Dr. Ramviyas Parasuraman
Dr. Ramviyas Parasuraman is an assistant professor in the School of Computing at the University of Georgia. He is also a faculty member of the Institute of Artificial Intelligence at UGA. He directs the Heterogeneous Robotics Research Lab (HeRoLab), which conducts cutting-edge research in heterogeneous multi-robot systems, networked autonomous vehicles, human-robot interfaces, search and rescue robotics, and machine learning applications to robotics and sensing. He is a senior IEEE member and was a recipient of the prestigious Marie Skłodowska Curie ESR fellowship at CERN, Switzerland. He conducted doctoral research at the European Organization for Nuclear Research (CERN), Switzerland, and obtained his Ph.D. from TU Madrid, Spain. Before joining the University of Georgia as an Assistant Professor in 2018, he has held postdoctoral researcher positions at Purdue University, USA and the KTH Royal Institute of Technology, Sweden. He has published over 40 research papers in top-tier journals and conferences, including IEEE Transactions on Cybernetics, Robotics and Autonomous Systems, NPG Asia Materials, IEEE Sensors, etc. He has served as the guest editor in the Technologies journal and associate editor of the International Conference on Robotics and Automation (ICRA) 2019.
Dr. Suzanne Pilaar Birch
I have a joint appointment in Geography and Anthropology and direct the Quaternary Isotope Paleoecology Lab. My research is focused on human adaptation and resilience to climate change and natural resource unpredictability in prehistory, and how our understanding of past human response to environmental change informs current thinking about these issues. I combine archaeology and biogeochemistry to investigate changes in diet, mobility, and settlement systems in the period spanning the end of the last ice age to the arrival of farming.

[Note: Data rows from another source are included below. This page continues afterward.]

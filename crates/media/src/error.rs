//! Fehlertypen fuer die Media-Engine

use callbridge_protocol::{CodecError, RtpError};
use thiserror::Error;

/// Fehlertyp fuer Media-Bridge und Session-Uplink
#[derive(Debug, Error)]
pub enum MediaError {
    /// IO-Fehler (UDP, TCP)
    #[error("IO-Fehler: {0}")]
    Io(#[from] std::io::Error),

    #[error("Codec-Fehler: {0}")]
    Codec(#[from] CodecError),

    #[error("RTP-Fehler: {0}")]
    Rtp(#[from] RtpError),

    /// Zufallsquelle fuer die SSRC nicht verfuegbar
    #[error("Zufallsquelle nicht verfuegbar")]
    Zufall,

    /// Gateway hat die Session mit einem Close-Code abgelehnt
    #[error("Session abgelehnt ({code}): {grund}")]
    Abgelehnt { code: u16, grund: String },

    /// Unerwartete Nachricht im Handshake
    #[error("Protokollfehler: {0}")]
    Protokoll(String),

    /// Reconnect-Versuche aufgebraucht
    #[error("Verbindung nach {0} Versuchen aufgegeben")]
    VersucheErschoepft(u32),

    #[error("Interner Fehler: {0}")]
    Intern(String),
}

impl MediaError {
    pub fn protokoll(msg: impl Into<String>) -> Self {
        Self::Protokoll(msg.into())
    }

    /// Ob ein erneuter Verbindungsversuch sinnvoll ist
    pub fn ist_wiederholbar(&self) -> bool {
        match self {
            Self::Io(_) | Self::Protokoll(_) => true,
            Self::Abgelehnt { code, .. } => {
                callbridge_protocol::CloseCode::aus_code(*code)
                    .map(|c| c.ist_wiederholbar())
                    .unwrap_or(false)
            }
            _ => false,
        }
    }
}

/// Result-Typ fuer die Media-Engine
pub type MediaResult<T> = Result<T, MediaError>;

My other research interests include the initial domestication of livestock, diffusion of domesticates across Eurasia, the transition from hunting to herding, seasonality and human mobility, multispecies archaeology, and advancing methodologies in zooarchaeology and stable isotope analysis. I am an active advocate of open access publishing and online data and research sharing. I co-founded and moderate the blog TrowelBlazers, which highlights women in the fields of archaeology, paleontology, and geology. I am also an editor-in-chief of the open access journal for Quaternary science, Open Quaternary.